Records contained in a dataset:
-=-=-=-=-

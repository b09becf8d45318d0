//! Issue persistence and owner/status aggregation.

use crate::model::issue::{Issue, IssueStatus};
use crate::repo::contact_repo::{count_from_db, RepoError, RepoResult};
use rusqlite::types::Value;
use rusqlite::{params, params_from_iter, Connection};

/// Filter for issue counts. Effort bounds are inclusive.
#[derive(Debug, Clone, Default, PartialEq, Eq)]
pub struct IssueCountsQuery {
    pub status: Option<IssueStatus>,
    pub effort_min: Option<i64>,
    pub effort_max: Option<i64>,
}

/// One `(owner, status)` group.
#[derive(Debug, Clone, PartialEq, Eq)]
pub struct OwnerStatusCount {
    pub owner: String,
    pub status: IssueStatus,
    pub count: u64,
}

pub trait IssueRepository {
    fn create_issue(&self, issue: &Issue) -> RepoResult<()>;
    /// Groups matching issues by owner and status, ordered by both.
    fn count_by_owner_and_status(
        &self,
        query: &IssueCountsQuery,
    ) -> RepoResult<Vec<OwnerStatusCount>>;
}

pub struct SqliteIssueRepository<'conn> {
    conn: &'conn Connection,
}

impl<'conn> SqliteIssueRepository<'conn> {
    pub fn new(conn: &'conn Connection) -> Self {
        Self { conn }
    }
}

impl IssueRepository for SqliteIssueRepository<'_> {
    fn create_issue(&self, issue: &Issue) -> RepoResult<()> {
        self.conn.execute(
            "INSERT INTO issues (id, title, owner, status, effort)
             VALUES (?1, ?2, ?3, ?4, ?5);",
            params![
                issue.id,
                issue.title.as_str(),
                issue.owner.as_str(),
                issue.status.as_str(),
                issue.effort,
            ],
        )?;
        Ok(())
    }

    fn count_by_owner_and_status(
        &self,
        query: &IssueCountsQuery,
    ) -> RepoResult<Vec<OwnerStatusCount>> {
        let mut sql =
            String::from("SELECT owner, status, COUNT(*) AS count FROM issues WHERE 1 = 1");
        let mut bind_values: Vec<Value> = Vec::new();

        if let Some(status) = query.status {
            sql.push_str(" AND status = ?");
            bind_values.push(Value::Text(status.as_str().to_string()));
        }
        if let Some(min) = query.effort_min {
            sql.push_str(" AND effort >= ?");
            bind_values.push(Value::Integer(min));
        }
        if let Some(max) = query.effort_max {
            sql.push_str(" AND effort <= ?");
            bind_values.push(Value::Integer(max));
        }
        sql.push_str(" GROUP BY owner, status ORDER BY owner ASC, status ASC");

        let mut stmt = self.conn.prepare(&sql)?;
        let mut rows = stmt.query(params_from_iter(bind_values))?;
        let mut groups = Vec::new();

        while let Some(row) = rows.next()? {
            let status_text: String = row.get("status")?;
            let status = IssueStatus::parse(&status_text).ok_or_else(|| {
                RepoError::InvalidData(format!(
                    "invalid issue status `{status_text}` in issues.status"
                ))
            })?;
            groups.push(OwnerStatusCount {
                owner: row.get("owner")?,
                status,
                count: count_from_db(row.get("count")?, "issues group")?,
            });
        }

        Ok(groups)
    }
}
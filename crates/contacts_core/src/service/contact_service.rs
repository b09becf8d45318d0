//! Contact use-case service.
//!
//! # Responsibility
//! - Provide the get/list/add/update/remove/restore handlers.
//! - Run validation and scheduling before anything is written.
//!
//! # Invariants
//! - Invalid input never reaches the repository.
//! - Updates persist only the caller's change set plus the scheduled
//!   `next_contact_date`/`active_status`.
//! - Remove/restore are two separate writes (insert, then delete). A failure
//!   between them leaves the row in both stores; nothing rolls it back.

use crate::model::contact::{
    Contact, ContactChanges, ContactFrequency, ContactId, ContactInput, ContactValidationError,
};
use crate::repo::contact_repo::{ContactFilter, ContactRepository, ContactStore, RepoError};
use crate::repo::sequence_repo::{SequenceGenerator, CONTACTS_SEQUENCE};
use crate::schedule::clock::{Clock, SystemClock};
use crate::schedule::next_date::set_next_contact_date;
use log::{info, warn};
use std::error::Error;
use std::fmt::{Display, Formatter};

/// Fixed page size for contact listing.
pub const PAGE_SIZE: u32 = 10;

pub type ServiceResult<T> = Result<T, ServiceError>;

/// Service error for contact and issue handlers.
#[derive(Debug)]
pub enum ServiceError {
    /// Business validation failed; nothing was written.
    InvalidInput(ContactValidationError),
    /// Handler requires a signed-in caller.
    Unauthenticated,
    /// Persistence-layer failure.
    Repo(RepoError),
}

impl Display for ServiceError {
    fn fmt(&self, f: &mut Formatter<'_>) -> std::fmt::Result {
        match self {
            Self::InvalidInput(err) => write!(f, "{err}"),
            Self::Unauthenticated => write!(f, "You must be signed in"),
            Self::Repo(err) => write!(f, "{err}"),
        }
    }
}

impl Error for ServiceError {
    fn source(&self) -> Option<&(dyn Error + 'static)> {
        match self {
            Self::InvalidInput(err) => Some(err),
            Self::Unauthenticated => None,
            Self::Repo(err) => Some(err),
        }
    }
}

impl From<ContactValidationError> for ServiceError {
    fn from(value: ContactValidationError) -> Self {
        Self::InvalidInput(value)
    }
}

impl From<RepoError> for ServiceError {
    fn from(value: RepoError) -> Self {
        Self::Repo(value)
    }
}

/// Filters plus 1-based page number for [`ContactService::list_contacts`].
#[derive(Debug, Clone, Default, PartialEq, Eq)]
pub struct ContactListQuery {
    pub filter: ContactFilter,
    /// Defaults to 1; values below 1 are treated as 1.
    pub page: Option<u32>,
}

/// One page of contacts sorted by name.
#[derive(Debug, Clone, PartialEq, Eq)]
pub struct ContactPage {
    pub contacts: Vec<Contact>,
    /// Total pages for the filter, `ceil(total / PAGE_SIZE)`.
    pub pages: u64,
}

/// Contact handlers over a storage collaborator, a sequence generator and
/// a time source.
pub struct ContactService<R, S, C = SystemClock> {
    repo: R,
    sequences: S,
    clock: C,
}

impl<R: ContactRepository, S: SequenceGenerator> ContactService<R, S, SystemClock> {
    pub fn new(repo: R, sequences: S) -> Self {
        Self::with_clock(repo, sequences, SystemClock)
    }
}

impl<R: ContactRepository, S: SequenceGenerator, C: Clock> ContactService<R, S, C> {
    pub fn with_clock(repo: R, sequences: S, clock: C) -> Self {
        Self {
            repo,
            sequences,
            clock,
        }
    }

    /// Gets one active contact; `None` when the id is unknown.
    pub fn get_contact(&self, id: ContactId) -> ServiceResult<Option<Contact>> {
        Ok(self.repo.find_contact(ContactStore::Active, id)?)
    }

    /// Lists active contacts matching the filter, [`PAGE_SIZE`] per page.
    pub fn list_contacts(&self, query: &ContactListQuery) -> ServiceResult<ContactPage> {
        let page = query.page.unwrap_or(1).max(1);
        let offset = u64::from(PAGE_SIZE) * u64::from(page - 1);

        let total = self.repo.count_contacts(&query.filter)?;
        let contacts = self.repo.find_contacts(&query.filter, offset, PAGE_SIZE)?;

        Ok(ContactPage {
            contacts,
            pages: total.div_ceil(u64::from(PAGE_SIZE)),
        })
    }

    /// Validates, assigns the next `contacts` sequence id and persists.
    ///
    /// Returns the record as read back from storage.
    pub fn add_contact(&self, input: ContactInput) -> ServiceResult<Contact> {
        // Validate under a placeholder id so a rejected input burns no id.
        let draft = input.into_contact(0);
        if let Err(err) = draft.validate() {
            info!(
                "event=contact_add module=service status=rejected violations={}",
                err.violations.len()
            );
            return Err(err.into());
        }

        let id = self.sequences.next_sequence(CONTACTS_SEQUENCE)?;
        let contact = Contact { id, ..draft };
        self.repo.insert_contact(ContactStore::Active, &contact)?;

        let saved = self
            .repo
            .find_contact(ContactStore::Active, id)?
            .ok_or_else(|| {
                RepoError::InvalidData(format!("contact {id} missing after insert"))
            })?;
        info!("event=contact_add module=service status=ok contact_id={id}");
        Ok(saved)
    }

    /// Applies `changes` to contact `id`.
    ///
    /// When a tracked field is present the merged record is rescheduled and
    /// re-validated first. Returns `None` when the id is unknown.
    pub fn update_contact(
        &self,
        id: ContactId,
        mut changes: ContactChanges,
    ) -> ServiceResult<Option<Contact>> {
        if changes.touches_tracked_fields() {
            let Some(mut contact) = self.repo.find_contact(ContactStore::Active, id)? else {
                info!("event=contact_update module=service status=not_found contact_id={id}");
                return Ok(None);
            };

            let turned_active = !contact.active_status && changes.active_status == Some(true);
            let manual_date_change = is_manual_date_change(&contact, &changes);
            contact.apply_changes(&changes);

            let outcome = set_next_contact_date(
                &contact,
                turned_active,
                manual_date_change,
                contact.active_status,
                &self.clock,
            );
            contact.next_contact_date = outcome.next_date;
            contact.active_status = outcome.active_status;
            changes.next_contact_date = Some(outcome.next_date);
            changes.active_status = Some(outcome.active_status);

            if let Err(err) = contact.validate() {
                info!(
                    "event=contact_update module=service status=rejected contact_id={} violations={}",
                    id,
                    err.violations.len()
                );
                return Err(err.into());
            }
        }

        if !self.repo.update_contact_fields(id, &changes)? {
            info!("event=contact_update module=service status=not_found contact_id={id}");
            return Ok(None);
        }

        info!("event=contact_update module=service status=ok contact_id={id}");
        Ok(self.repo.find_contact(ContactStore::Active, id)?)
    }

    /// Moves contact `id` into the deleted store, stamped with now.
    ///
    /// Returns `false` when the id is unknown or the delete step removed
    /// nothing. See the module docs for the partial-failure state.
    pub fn remove_contact(&self, id: ContactId) -> ServiceResult<bool> {
        let Some(mut contact) = self.repo.find_contact(ContactStore::Active, id)? else {
            return Ok(false);
        };
        contact.mark_deleted(self.clock.now_ms());

        let moved = self.move_contact(&contact, ContactStore::Active, ContactStore::Deleted)?;
        info!(
            "event=contact_remove module=service status={} contact_id={id}",
            status_label(moved)
        );
        Ok(moved)
    }

    /// Moves contact `id` back from the deleted store, clearing its stamp.
    pub fn restore_contact(&self, id: ContactId) -> ServiceResult<bool> {
        let Some(mut contact) = self.repo.find_contact(ContactStore::Deleted, id)? else {
            return Ok(false);
        };
        contact.clear_deleted();

        let moved = self.move_contact(&contact, ContactStore::Deleted, ContactStore::Active)?;
        info!(
            "event=contact_restore module=service status={} contact_id={id}",
            status_label(moved)
        );
        Ok(moved)
    }

    fn move_contact(
        &self,
        contact: &Contact,
        from: ContactStore,
        to: ContactStore,
    ) -> ServiceResult<bool> {
        self.repo.insert_contact(to, contact)?;
        let deleted = self.repo.delete_contact(from, contact.id)?;
        if deleted != 1 {
            warn!(
                "event=contact_move module=service status=partial contact_id={} from={} to={} deleted={}",
                contact.id,
                from.table(),
                to.table(),
                deleted
            );
        }
        Ok(deleted == 1)
    }
}

/// Whether the caller overrode the stored next contact date.
///
/// A present `next_contact_date` that differs from the stored one counts, and
/// so does a frequency that stays `Custom` across the update.
fn is_manual_date_change(current: &Contact, changes: &ContactChanges) -> bool {
    let date_overridden = matches!(
        changes.next_contact_date,
        Some(incoming) if incoming != current.next_contact_date
    );
    let custom_kept = current.contact_frequency == ContactFrequency::Custom
        && changes.contact_frequency == Some(ContactFrequency::Custom);
    date_overridden || custom_kept
}

fn status_label(ok: bool) -> &'static str {
    if ok {
        "ok"
    } else {
        "noop"
    }
}

#[cfg(test)]
mod tests {
    use super::{is_manual_date_change, ContactService};
    use crate::model::contact::{
        Contact, ContactChanges, ContactFrequency, ContactId, ContactInput,
    };
    use crate::repo::contact_repo::{ContactFilter, ContactRepository, ContactStore, RepoResult};
    use crate::repo::sequence_repo::SequenceGenerator;
    use crate::schedule::clock::FixedClock;
    use std::cell::RefCell;
    use std::collections::BTreeMap;

    /// In-memory stores whose delete step never removes anything, leaving
    /// a moved row in both stores.
    #[derive(Default)]
    struct StuckDeleteRepository {
        active: RefCell<BTreeMap<ContactId, Contact>>,
        deleted: RefCell<BTreeMap<ContactId, Contact>>,
    }

    impl StuckDeleteRepository {
        fn store(&self, store: ContactStore) -> &RefCell<BTreeMap<ContactId, Contact>> {
            match store {
                ContactStore::Active => &self.active,
                ContactStore::Deleted => &self.deleted,
            }
        }
    }

    impl ContactRepository for &StuckDeleteRepository {
        fn find_contact(&self, store: ContactStore, id: ContactId) -> RepoResult<Option<Contact>> {
            Ok(self.store(store).borrow().get(&id).cloned())
        }

        fn find_contacts(
            &self,
            _filter: &ContactFilter,
            _offset: u64,
            _limit: u32,
        ) -> RepoResult<Vec<Contact>> {
            Ok(self.active.borrow().values().cloned().collect())
        }

        fn count_contacts(&self, _filter: &ContactFilter) -> RepoResult<u64> {
            Ok(self.active.borrow().len() as u64)
        }

        fn insert_contact(&self, store: ContactStore, contact: &Contact) -> RepoResult<()> {
            self.store(store)
                .borrow_mut()
                .insert(contact.id, contact.clone());
            Ok(())
        }

        fn update_contact_fields(
            &self,
            _id: ContactId,
            _changes: &ContactChanges,
        ) -> RepoResult<bool> {
            Ok(false)
        }

        fn delete_contact(&self, _store: ContactStore, _id: ContactId) -> RepoResult<usize> {
            Ok(0)
        }
    }

    struct NoSequences;

    impl SequenceGenerator for NoSequences {
        fn next_sequence(&self, name: &str) -> RepoResult<i64> {
            panic!("sequence `{name}` should not be requested");
        }
    }

    fn stored(frequency: ContactFrequency, next: Option<i64>) -> Contact {
        let mut input = ContactInput::new("Alan Turing");
        input.phone = Some("555-0101".to_string());
        input.contact_frequency = Some(frequency);
        input.next_contact_date = next;
        input.into_contact(3)
    }

    #[test]
    fn unchanged_date_is_not_manual() {
        let current = stored(ContactFrequency::Weekly, Some(100));
        let changes = ContactChanges {
            next_contact_date: Some(Some(100)),
            contact_frequency: Some(ContactFrequency::Monthly),
            ..ContactChanges::default()
        };
        assert!(!is_manual_date_change(&current, &changes));
    }

    #[test]
    fn differing_date_is_manual() {
        let current = stored(ContactFrequency::Weekly, Some(100));
        let changes = ContactChanges {
            next_contact_date: Some(Some(200)),
            ..ContactChanges::default()
        };
        assert!(is_manual_date_change(&current, &changes));
    }

    #[test]
    fn absent_date_is_not_manual() {
        let current = stored(ContactFrequency::Weekly, Some(100));
        assert!(!is_manual_date_change(&current, &ContactChanges::default()));
    }

    #[test]
    fn custom_frequency_kept_is_manual() {
        let current = stored(ContactFrequency::Custom, Some(100));
        let changes = ContactChanges {
            contact_frequency: Some(ContactFrequency::Custom),
            ..ContactChanges::default()
        };
        assert!(is_manual_date_change(&current, &changes));
    }

    #[test]
    fn leaving_custom_is_not_manual() {
        let current = stored(ContactFrequency::Custom, Some(100));
        let changes = ContactChanges {
            contact_frequency: Some(ContactFrequency::Weekly),
            next_contact_date: Some(Some(100)),
            ..ContactChanges::default()
        };
        assert!(!is_manual_date_change(&current, &changes));
    }

    #[test]
    fn remove_and_restore_report_false_when_delete_step_removes_nothing() {
        let repo = StuckDeleteRepository::default();
        let contact = stored(ContactFrequency::Weekly, Some(100));
        repo.active.borrow_mut().insert(contact.id, contact.clone());
        let service = ContactService::with_clock(&repo, NoSequences, FixedClock(500));

        assert!(!service.remove_contact(contact.id).unwrap());
        let tombstone = repo.deleted.borrow().get(&contact.id).cloned().unwrap();
        assert_eq!(tombstone.deleted_at, Some(500));
        assert!(repo.active.borrow().contains_key(&contact.id));

        repo.active.borrow_mut().clear();
        assert!(!service.restore_contact(contact.id).unwrap());
        let restored = repo.active.borrow().get(&contact.id).cloned().unwrap();
        assert_eq!(restored, contact);
        assert!(repo.deleted.borrow().contains_key(&contact.id));
    }
}
//! Core logging bootstrap.
//!
//! # Responsibility
//! - Initialize file-based rolling logs exactly once per process.
//! - Emit metadata-only `key=value` events; contact names, emails and notes
//!   never reach the log.
//!
//! # Invariants
//! - Logging init is idempotent for the same level and directory.
//! - Re-initialization with a different level or directory is rejected.
//! - Logging initialization must not panic.

use crate::db::migrations::latest_version;
use flexi_logger::{Cleanup, Criterion, FileSpec, Logger, LoggerHandle, Naming, WriteMode};
use log::{error, info};
use once_cell::sync::OnceCell;
use std::path::{Path, PathBuf};

const LOG_FILE_BASENAME: &str = "contacts";
const MAX_LOG_FILE_SIZE_BYTES: u64 = 10 * 1024 * 1024;
const MAX_LOG_FILES: usize = 5;
const MAX_PANIC_PAYLOAD_CHARS: usize = 160;

static LOGGING_STATE: OnceCell<LoggingState> = OnceCell::new();
static PANIC_HOOK_INSTALLED: OnceCell<()> = OnceCell::new();

struct LoggingState {
    level: &'static str,
    log_dir: PathBuf,
    _logger: LoggerHandle,
}

impl LoggingState {
    fn ensure_same(&self, level: &str, log_dir: &Path) -> Result<(), String> {
        if self.log_dir != log_dir {
            return Err(format!(
                "logging already initialized at `{}`; refusing to switch to `{}`",
                self.log_dir.display(),
                log_dir.display()
            ));
        }
        if self.level != level {
            return Err(format!(
                "logging already initialized with level `{}`; refusing to switch to `{}`",
                self.level, level
            ));
        }
        Ok(())
    }
}

/// Initializes core logging with level and directory.
///
/// # Errors
/// - `level` is not one of `trace|debug|info|warn|error`.
/// - `log_dir` is empty, relative, or cannot be created.
/// - Logging is already active with another level or directory.
pub fn init_logging(level: &str, log_dir: &str) -> Result<(), String> {
    let level = normalize_level(level)?;
    let log_dir = normalize_log_dir(log_dir)?;

    if let Some(state) = LOGGING_STATE.get() {
        return state.ensure_same(level, &log_dir);
    }

    let state = LOGGING_STATE.get_or_try_init(|| start_logger(level, &log_dir))?;
    state.ensure_same(level, &log_dir)
}

/// Returns `(level, log_dir)` when logging is active.
pub fn logging_status() -> Option<(&'static str, PathBuf)> {
    LOGGING_STATE
        .get()
        .map(|state| (state.level, state.log_dir.clone()))
}

/// `debug` for debug builds, `info` for release builds.
pub fn default_log_level() -> &'static str {
    if cfg!(debug_assertions) {
        "debug"
    } else {
        "info"
    }
}

fn start_logger(level: &'static str, log_dir: &Path) -> Result<LoggingState, String> {
    std::fs::create_dir_all(log_dir).map_err(|err| {
        format!(
            "failed to create log directory `{}`: {err}",
            log_dir.display()
        )
    })?;

    let logger = Logger::try_with_str(level)
        .map_err(|err| format!("invalid log level `{level}`: {err}"))?
        .log_to_file(
            FileSpec::default()
                .directory(log_dir)
                .basename(LOG_FILE_BASENAME),
        )
        .rotate(
            Criterion::Size(MAX_LOG_FILE_SIZE_BYTES),
            Naming::Numbers,
            Cleanup::KeepLogFiles(MAX_LOG_FILES),
        )
        .write_mode(WriteMode::BufferAndFlush)
        .append()
        .format_for_files(flexi_logger::detailed_format)
        .start()
        .map_err(|err| format!("failed to start logger: {err}"))?;

    install_panic_hook_once();

    info!(
        "event=contacts_init module=logging status=ok level={} log_dir={} schema_version={}",
        level,
        log_dir.display(),
        latest_version()
    );

    Ok(LoggingState {
        level,
        log_dir: log_dir.to_path_buf(),
        _logger: logger,
    })
}

fn normalize_level(level: &str) -> Result<&'static str, String> {
    match level.trim().to_ascii_lowercase().as_str() {
        "trace" => Ok("trace"),
        "debug" => Ok("debug"),
        "info" => Ok("info"),
        "warn" | "warning" => Ok("warn"),
        "error" => Ok("error"),
        other => Err(format!(
            "unsupported log level `{other}`; expected trace|debug|info|warn|error"
        )),
    }
}

fn normalize_log_dir(log_dir: &str) -> Result<PathBuf, String> {
    let trimmed = log_dir.trim();
    if trimmed.is_empty() {
        return Err("log_dir cannot be empty".to_string());
    }
    let path = Path::new(trimmed);
    if !path.is_absolute() {
        return Err(format!("log_dir must be an absolute path, got `{trimmed}`"));
    }
    Ok(path.to_path_buf())
}

fn install_panic_hook_once() {
    if PANIC_HOOK_INSTALLED.set(()).is_err() {
        return;
    }

    let previous_hook = std::panic::take_hook();
    std::panic::set_hook(Box::new(move |panic_info| {
        // Payload may echo contact fields; flatten and cap it.
        let location = panic_info
            .location()
            .map(|loc| format!("{}:{}", loc.file(), loc.line()))
            .unwrap_or_else(|| "unknown".to_string());
        let payload = if let Some(message) = panic_info.payload().downcast_ref::<&str>() {
            (*message).to_string()
        } else if let Some(message) = panic_info.payload().downcast_ref::<String>() {
            message.clone()
        } else {
            "non-string panic payload".to_string()
        };
        error!(
            "event=panic_captured module=logging status=error location={} payload={}",
            location,
            sanitize_message(&payload, MAX_PANIC_PAYLOAD_CHARS)
        );
        previous_hook(panic_info);
    }));
}

fn sanitize_message(value: &str, max_chars: usize) -> String {
    let normalized = value.replace(['\n', '\r'], " ");
    let mut truncated = normalized.chars().take(max_chars).collect::<String>();
    if normalized.chars().count() > max_chars {
        truncated.push_str("...");
    }
    truncated
}
//! Owner/status count summaries over issues.

use crate::model::issue::IssueStatus;
use crate::repo::issue_repo::{IssueCountsQuery, IssueRepository};
use crate::service::contact_service::ServiceResult;
use serde::Serialize;
use std::collections::BTreeMap;

/// Per-owner issue counts keyed by status.
///
/// Serializes flat, e.g. `{"owner": "ana", "New": 2, "Fixed": 1}`.
#[derive(Debug, Clone, PartialEq, Eq, Serialize)]
pub struct OwnerStatusCounts {
    pub owner: String,
    #[serde(flatten)]
    pub counts: BTreeMap<IssueStatus, u64>,
}

impl OwnerStatusCounts {
    /// Count for `status`, zero when absent.
    pub fn count(&self, status: IssueStatus) -> u64 {
        self.counts.get(&status).copied().unwrap_or(0)
    }
}

pub struct IssueService<R: IssueRepository> {
    repo: R,
}

impl<R: IssueRepository> IssueService<R> {
    pub fn new(repo: R) -> Self {
        Self { repo }
    }

    /// One row per owner with counts for every status seen, ordered by owner.
    pub fn counts(&self, query: &IssueCountsQuery) -> ServiceResult<Vec<OwnerStatusCounts>> {
        let mut by_owner: BTreeMap<String, BTreeMap<IssueStatus, u64>> = BTreeMap::new();
        for group in self.repo.count_by_owner_and_status(query)? {
            by_owner
                .entry(group.owner)
                .or_default()
                .insert(group.status, group.count);
        }

        Ok(by_owner
            .into_iter()
            .map(|(owner, counts)| OwnerStatusCounts { owner, counts })
            .collect())
    }
}
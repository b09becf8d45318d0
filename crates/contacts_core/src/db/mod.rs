//! SQLite storage bootstrap and schema migration entry points.
//!
//! # Responsibility
//! - Open and configure the long-lived SQLite connection shared by all
//!   contact handlers.
//! - Apply schema migrations in deterministic order.
//!
//! # Invariants
//! - Migration version is tracked via `PRAGMA user_version`.
//! - Core code must not read/write contact data before migrations succeed.

use std::error::Error;
use std::fmt::{Display, Formatter};

pub mod migrations;
mod open;

pub use open::{open_db, open_db_from_config, open_db_in_memory};

pub type DbResult<T> = Result<T, DbError>;

#[derive(Debug)]
pub enum DbError {
    Sqlite(rusqlite::Error),
    UnsupportedSchemaVersion {
        db_version: u32,
        latest_supported: u32,
    },
}

impl Display for DbError {
    fn fmt(&self, f: &mut Formatter<'_>) -> std::fmt::Result {
        match self {
            Self::Sqlite(err) => write!(f, "{err}"),
            Self::UnsupportedSchemaVersion {
                db_version,
                latest_supported,
            } => write!(
                f,
                "database schema version {db_version} is newer than supported {latest_supported}"
            ),
        }
    }
}

impl Error for DbError {
    fn source(&self) -> Option<&(dyn Error + 'static)> {
        match self {
            Self::Sqlite(err) => Some(err),
            Self::UnsupportedSchemaVersion { .. } => None,
        }
    }
}

impl From<rusqlite::Error> for DbError {
    fn from(value: rusqlite::Error) -> Self {
        Self::Sqlite(value)
    }
}
//! Issue records used by owner/status count summaries.

use serde::{Deserialize, Serialize};

/// Issue lifecycle state.
#[derive(Debug, Clone, Copy, PartialEq, Eq, PartialOrd, Ord, Hash, Serialize, Deserialize)]
pub enum IssueStatus {
    New,
    Assigned,
    Fixed,
    Closed,
}

impl IssueStatus {
    pub fn as_str(self) -> &'static str {
        match self {
            Self::New => "New",
            Self::Assigned => "Assigned",
            Self::Fixed => "Fixed",
            Self::Closed => "Closed",
        }
    }

    pub fn parse(value: &str) -> Option<Self> {
        match value {
            "New" => Some(Self::New),
            "Assigned" => Some(Self::Assigned),
            "Fixed" => Some(Self::Fixed),
            "Closed" => Some(Self::Closed),
            _ => None,
        }
    }
}

/// Issue row as stored in the `issues` table.
#[derive(Debug, Clone, PartialEq, Eq, Serialize, Deserialize)]
pub struct Issue {
    pub id: i64,
    pub title: String,
    pub owner: String,
    pub status: IssueStatus,
    /// Estimated effort in days.
    pub effort: Option<i64>,
}
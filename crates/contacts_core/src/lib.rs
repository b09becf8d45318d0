//! Core domain logic for contact scheduling.
//! This crate is the single source of truth for contact business rules.

pub mod config;
pub mod db;
pub mod logging;
pub mod model;
pub mod repo;
pub mod schedule;
pub mod service;

pub use config::{ConfigError, CoreConfig};
pub use logging::{default_log_level, init_logging, logging_status};
pub use model::contact::{
    Contact, ContactChanges, ContactFrequency, ContactId, ContactInput, ContactValidationError,
    ContactViolation,
};
pub use model::issue::{Issue, IssueStatus};
pub use repo::contact_repo::{
    ContactFilter, ContactRepository, ContactStore, RepoError, RepoResult,
    SqliteContactRepository,
};
pub use repo::issue_repo::{
    IssueCountsQuery, IssueRepository, OwnerStatusCount, SqliteIssueRepository,
};
pub use repo::sequence_repo::{SequenceGenerator, SqliteSequenceGenerator, CONTACTS_SEQUENCE};
pub use schedule::clock::{Clock, FixedClock, SystemClock};
pub use schedule::next_date::{set_next_contact_date, ScheduleOutcome};
pub use service::auth::{must_be_signed_in, UserContext};
pub use service::contact_service::{
    ContactListQuery, ContactPage, ContactService, ServiceError, ServiceResult, PAGE_SIZE,
};
pub use service::issue_service::{IssueService, OwnerStatusCounts};

/// Minimal health-check API for early integration.
pub fn ping() -> &'static str {
    "pong"
}

/// Returns the core crate version.
pub fn core_version() -> &'static str {
    env!("CARGO_PKG_VERSION")
}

-=-=-=-=-

# Your task:
Find the lines above holding the word "IssueCountsQuery" and show them.

# Exercise answer:
pub struct IssueCountsQuery {
        query: &IssueCountsQuery,
        query: &IssueCountsQuery,
use crate::repo::issue_repo::{IssueCountsQuery, IssueRepository};
    pub fn counts(&self, query: &IssueCountsQuery) -> ServiceResult<Vec<OwnerStatusCounts>> {
    IssueCountsQuery, IssueRepository, OwnerStatusCount, SqliteIssueRepository,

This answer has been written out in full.